[llvm-commits] PATCH: stronger tail recursion elimination with nocapture

Tue Oct 16 11:33:19 PDT 2012

Hi Nick,

On 16/10/12 00:55, Nick Lewycky wrote:
> Ping! Surely somebody on llvm-commits remembers how tail recursion elimination
> works, right?

well, I'll give it a go!

> --- lib/Transforms/Scalar/TailRecursionElimination.cpp	(revision 165437)
> +++ lib/Transforms/Scalar/TailRecursionElimination.cpp	(working copy)
> @@ -69,6 +69,7 @@
>  #include "llvm/Support/CFG.h"
>  #include "llvm/Support/Debug.h"
>  #include "llvm/Support/raw_ostream.h"
> +#include "llvm/Support/ValueHandle.h"
>  #include "llvm/ADT/Statistic.h"
>  #include "llvm/ADT/STLExtras.h"
>  using namespace llvm;
> @@ -117,35 +118,52 @@
>    return new TailCallElim();
>  }
>
> -/// AllocaMightEscapeToCalls - Return true if this alloca may be accessed by
> -/// callees of this function.  We only do very simple analysis right now, this
> -/// could be expanded in the future to use mod/ref information for particular
> -/// call sites if desired.
> -static bool AllocaMightEscapeToCalls(AllocaInst *AI) {
> -  // FIXME: do simple 'address taken' analysis.
> -  return true;
> -}
> -
> -/// CheckForEscapingAllocas - Scan the specified basic block for alloca
> -/// instructions.  If it contains any that might be accessed by calls, return
> -/// true.
> -static bool CheckForEscapingAllocas(BasicBlock *BB,
> -                                    bool &CannotTCETailMarkedCall) {
> -  bool RetVal = false;
> +/// CanTRE - Scan the specified basic block for alloca instructions.
> +/// If it contains any that are variable-sized or not in the entry block,
> +/// returns false.
> +static bool CanTRE(BasicBlock *BB) {
> +  // Because of PR962, we don't TRE allocas outside the entry block.
>    for (BasicBlock::iterator I = BB->begin(), E = BB->end(); I != E; ++I)
>      if (AllocaInst *AI = dyn_cast<AllocaInst>(I)) {
> -      RetVal |= AllocaMightEscapeToCalls(AI);
> -
>        // If this alloca is in the body of the function, or if it is a variable
>        // sized allocation, we cannot tail call eliminate calls marked 'tail'
>        // with this mechanism.
>        if (BB != &BB->getParent()->getEntryBlock() ||
>            !isa<ConstantInt>(AI->getArraySize()))
> -        CannotTCETailMarkedCall = true;
> +        return false;
>      }
> -  return RetVal;
> +  return true;
>  }
>
> +// FIXME: This could be dominator based. We can only not mark calls tail if
> +// they are dominated by a capture.

While I understand what you have in mind, this is not literally correct since
you there must not be any path from the entry block to here that sees a capture,
which is not the same as being dominated by a capture.
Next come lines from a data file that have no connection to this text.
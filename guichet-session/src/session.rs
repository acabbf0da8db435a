//! Authenticated navigation state.
//!
//! A [`Session`] owns everything that makes the scraping flow stateful:
//! the transport, the page matcher, the last response and its classified
//! kind, the authentication state machine, and the logout-suppression
//! counter used while an authentication flow is in flight.
//!
//! One session serves one logical extraction flow at a time. The current
//! page is mutated in place by [`Session::navigate`], so concurrent
//! callers would observe an inconsistent view; parallelism belongs at
//! the granularity of independent sessions.

use std::sync::Arc;
use std::sync::atomic::{AtomicU32, Ordering};
use tracing::{debug, instrument, warn};

use crate::error::SessionError;
use crate::page::PageMatcher;
use crate::transport::{Request, Response, Transport};

// ============================================================================
// Auth State
// ============================================================================

/// Authentication state of a session.
#[derive(Debug, Clone, Copy, PartialEq, Eq, Default)]
pub enum AuthState {
    /// No login attempted yet.
    #[default]
    Anonymous,
    /// A login flow is in flight.
    Authenticating,
    /// Logged in; navigations expect authenticated pages.
    Authenticated,
    /// The site silently dropped the session; the next guarded call
    /// re-authenticates.
    Expired,
}

// ============================================================================
// Login Guard
// ============================================================================

/// Scoped suppression of logout detection.
///
/// Intermediate authentication steps legitimately render pages that look
/// logged out; while at least one guard is alive, such a landing is not
/// an error. The counter is only ever touched through this guard, which
/// releases on drop whether the login flow succeeds or fails.
pub struct LoginGuard {
    depth: Arc<AtomicU32>,
}

impl LoginGuard {
    fn new(depth: Arc<AtomicU32>) -> Self {
        depth.fetch_add(1, Ordering::SeqCst);
        Self { depth }
    }
}

impl Drop for LoginGuard {
    fn drop(&mut self) {
        self.depth.fetch_sub(1, Ordering::SeqCst);
    }
}

// ============================================================================
// Session
// ============================================================================

/// The last visited page: classified kind plus the raw response.
#[derive(Debug)]
pub struct VisitedPage<K> {
    /// Classified page kind; `None` for unknown pages.
    pub kind: Option<K>,
    /// The raw response.
    pub response: Response,
}

/// Authenticated navigation state over a transport.
pub struct Session<K> {
    transport: Arc<dyn Transport>,
    matcher: PageMatcher<K>,
    logout_kinds: Vec<K>,
    current: Option<VisitedPage<K>>,
    auth: AuthState,
    login_depth: Arc<AtomicU32>,
}

impl<K: Copy + Eq + std::fmt::Debug> Session<K> {
    /// Creates a session.
    ///
    /// `logout_kinds` are the page kinds whose appearance outside an
    /// authentication flow means the session silently expired.
    pub fn new(transport: Arc<dyn Transport>, matcher: PageMatcher<K>, logout_kinds: Vec<K>) -> Self {
        Self {
            transport,
            matcher,
            logout_kinds,
            current: None,
            auth: AuthState::Anonymous,
            login_depth: Arc::new(AtomicU32::new(0)),
        }
    }

    /// Performs one navigation, reclassifying the current page.
    ///
    /// Landing on a logout kind while no login flow is in flight flips
    /// the session to [`AuthState::Expired`] and surfaces
    /// [`SessionError::SessionExpired`]; retry machinery treats that as
    /// transient and restarts the operation after re-authentication.
    #[instrument(skip(self, req), fields(url = %req.url))]
    pub async fn navigate(&mut self, req: &Request) -> Result<&Response, SessionError> {
        let response = self.transport.send(req).await?;
        let kind = self.matcher.classify(&response.url, &response.body);
        debug!(kind = ?kind, status = response.status, "Page classified");

        let logged_out = kind.is_some_and(|k| self.logout_kinds.contains(&k));
        let suppressed = self.login_depth.load(Ordering::SeqCst) > 0;
        let visited = self.current.insert(VisitedPage { kind, response });

        if logged_out && !suppressed {
            warn!("Navigation landed on a logged-out page, session expired");
            self.auth = AuthState::Expired;
            return Err(SessionError::SessionExpired);
        }

        Ok(&visited.response)
    }

    /// Returns the classified kind of the current page, if any.
    pub fn page_kind(&self) -> Option<K> {
        self.current.as_ref().and_then(|p| p.kind)
    }

    /// Returns true if the current page is of the given kind.
    pub fn is(&self, kind: K) -> bool {
        self.page_kind() == Some(kind)
    }

    /// Fails with [`SessionError::UnexpectedPage`] unless the current
    /// page is of the given kind.
    pub fn require(&self, kind: K) -> Result<(), SessionError> {
        if self.is(kind) {
            Ok(())
        } else {
            Err(SessionError::UnexpectedPage {
                expected: format!("{kind:?}"),
                found: self
                    .page_kind()
                    .map_or_else(|| "unknown".to_string(), |k| format!("{k:?}")),
            })
        }
    }

    /// Returns the current response, if a navigation happened.
    pub fn response(&self) -> Option<&Response> {
        self.current.as_ref().map(|p| &p.response)
    }

    /// Returns the authentication state.
    pub fn auth_state(&self) -> AuthState {
        self.auth
    }

    /// Sets the authentication state. Reserved to the login gate.
    pub(crate) fn set_auth_state(&mut self, state: AuthState) {
        debug!(from = ?self.auth, to = ?state, "Auth state transition");
        self.auth = state;
    }

    /// Begins suppressing logout detection for the guard's lifetime.
    pub fn suppress_logout(&self) -> LoginGuard {
        LoginGuard::new(Arc::clone(&self.login_depth))
    }

    /// Returns true while an authentication flow is in flight.
    pub fn login_in_progress(&self) -> bool {
        self.login_depth.load(Ordering::SeqCst) > 0
    }

    /// Discards navigation and authentication state (explicit logout).
    pub fn reset(&mut self) {
        self.current = None;
        self.auth = AuthState::Anonymous;
    }
}

// ============================================================================
// Tests
// ============================================================================

#[cfg(test)]
mod tests {
    use super::*;
    use crate::error::TransportError;
    use crate::testing::ScriptedTransport;

    #[derive(Debug, Clone, Copy, PartialEq, Eq)]
    enum Kind {
        Login,
        Home,
    }

    fn matcher() -> PageMatcher<Kind> {
        PageMatcher::new()
            .rule(r"https://bank\.example/auth/.*", Kind::Login)
            .rule(r"https://bank\.example/home", Kind::Home)
    }

    fn session(transport: ScriptedTransport) -> Session<Kind> {
        Session::new(Arc::new(transport), matcher(), vec![Kind::Login])
    }

    #[tokio::test]
    async fn test_navigate_classifies_current_page() {
        let transport = ScriptedTransport::new().on("https://bank.example/home", "welcome");
        let mut s = session(transport);

        s.navigate(&Request::get("https://bank.example/home")).await.unwrap();
        assert!(s.is(Kind::Home));
        assert!(s.require(Kind::Home).is_ok());
        assert_eq!(s.response().unwrap().body, "welcome");
    }

    #[tokio::test]
    async fn test_unknown_page_is_a_value() {
        let transport = ScriptedTransport::new().on("https://bank.example/other", "?");
        let mut s = session(transport);

        s.navigate(&Request::get("https://bank.example/other")).await.unwrap();
        assert_eq!(s.page_kind(), None);
        let err = s.require(Kind::Home).unwrap_err();
        assert!(matches!(err, SessionError::UnexpectedPage { .. }));
    }

    #[tokio::test]
    async fn test_logout_page_expires_session() {
        let transport = ScriptedTransport::new().on("https://bank.example/auth/Login", "login");
        let mut s = session(transport);
        s.set_auth_state(AuthState::Authenticated);

        let err = s
            .navigate(&Request::get("https://bank.example/auth/Login"))
            .await
            .unwrap_err();
        assert!(matches!(err, SessionError::SessionExpired));
        assert_eq!(s.auth_state(), AuthState::Expired);
    }

    #[tokio::test]
    async fn test_guard_suppresses_logout_detection() {
        let transport = ScriptedTransport::new().on("https://bank.example/auth/Login", "login");
        let mut s = session(transport);
        s.set_auth_state(AuthState::Authenticated);

        let guard = s.suppress_logout();
        assert!(s.login_in_progress());
        s.navigate(&Request::get("https://bank.example/auth/Login"))
            .await
            .expect("logged-out landing must not error during login");
        assert_eq!(s.auth_state(), AuthState::Authenticated);

        drop(guard);
        assert!(!s.login_in_progress());
        let err = s
            .navigate(&Request::get("https://bank.example/auth/Login"))
            .await
            .unwrap_err();
        assert!(matches!(err, SessionError::SessionExpired));
    }

    #[tokio::test]
    async fn test_guard_releases_on_early_drop() {
        let transport = ScriptedTransport::new();
        let s = session(transport);
        {
            let _g1 = s.suppress_logout();
            let _g2 = s.suppress_logout();
            assert!(s.login_in_progress());
        }
        assert!(!s.login_in_progress());
    }

    #[tokio::test]
    async fn test_transport_error_propagates() {
        let transport = ScriptedTransport::new()
            .fail_once("https://bank.example/home", || TransportError::Timeout);
        let mut s = session(transport);

        let err = s
            .navigate(&Request::get("https://bank.example/home"))
            .await
            .unwrap_err();
        assert!(err.is_transient());
    }
}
> +struct AllocaCaptureTracker : public CaptureTracker {
> +  AllocaCaptureTracker() : Captured(false) {}
> +
> +  void tooManyUses() { Captured = true; }
> +
> +  bool shouldExplore(Use *U) {
> +    Value *V = U->get();
> +    for (Value::use_iterator I = V->use_begin(), E = V->use_end(); I != E; ++I)
> +      if (isa<CallInst>(*I) || isa<InvokeInst>(*I))
> +        UsesAlloca.push_back(*I);

Since shouldExplore will be called for all uses, why iterate over uses?  I mean,
can't you just do

     if (isa<CallInst>(U->getUser()) || isa<InvokeInst>(U->getUser()))
       UsesAlloca.push_back(U->getUser());

or something like that?  As it is the behaviour seems quadratic (though capped,
because capture tracking won't call you if there are too many uses), and also
won't you potentially push the same instructions into UsesAlloca many times?

> +
> +    return true;
> +  }
> +
> +  bool captured(Use *U) {
> +    if (isa<ReturnInst>(U->getUser()))
> +      return false;
> +
> +    Captured = true;
> +    return true;
> +  }
> +
> +  SmallVector<WeakVH, 64> UsesAlloca;
> +
> +  bool Captured;
> +};
> +
>  bool TailCallElim::runOnFunction(Function &F) {
>    // If this function is a varargs function, we won't be able to PHI the args
>    // right, so don't even try to convert it...
> @@ -157,38 +175,41 @@
>    bool MadeChange = false;
>    bool FunctionContainsEscapingAllocas = false;
>
> -  // CannotTCETailMarkedCall - If true, we cannot perform TCE on tail calls
> +  // Find calls that can be marked tail.
> +  AllocaCaptureTracker ACT;
> +  for (Function::iterator BB = F.begin(), EE = F.end(); BB != EE; ++BB) {
> +    for (BasicBlock::iterator I = BB->begin(), E = BB->end(); I != E; ++I) {
> +      if (isa<AllocaInst>(I)) {

Why not move the CanTRE test here?  It just loops over basic blocks, looking
for allocas, and bails out if not in the entry block (or a variable sized
alloca).  Well, here you are already looping over basic blocks, you just found
an alloca, so you apply that test here.  Right now you do capture tracking for
alloca's outside the entry block even though you are going do bail out later
when the CanTRE test notices that such allocas exist.

> +        PointerMayBeCaptured(I, &ACT);
> +        if (ACT.Captured)
> +          return false;
> +      }
> +    }
> +  }
> +
...

Otherwise LGTM.

Ciao, Duncan.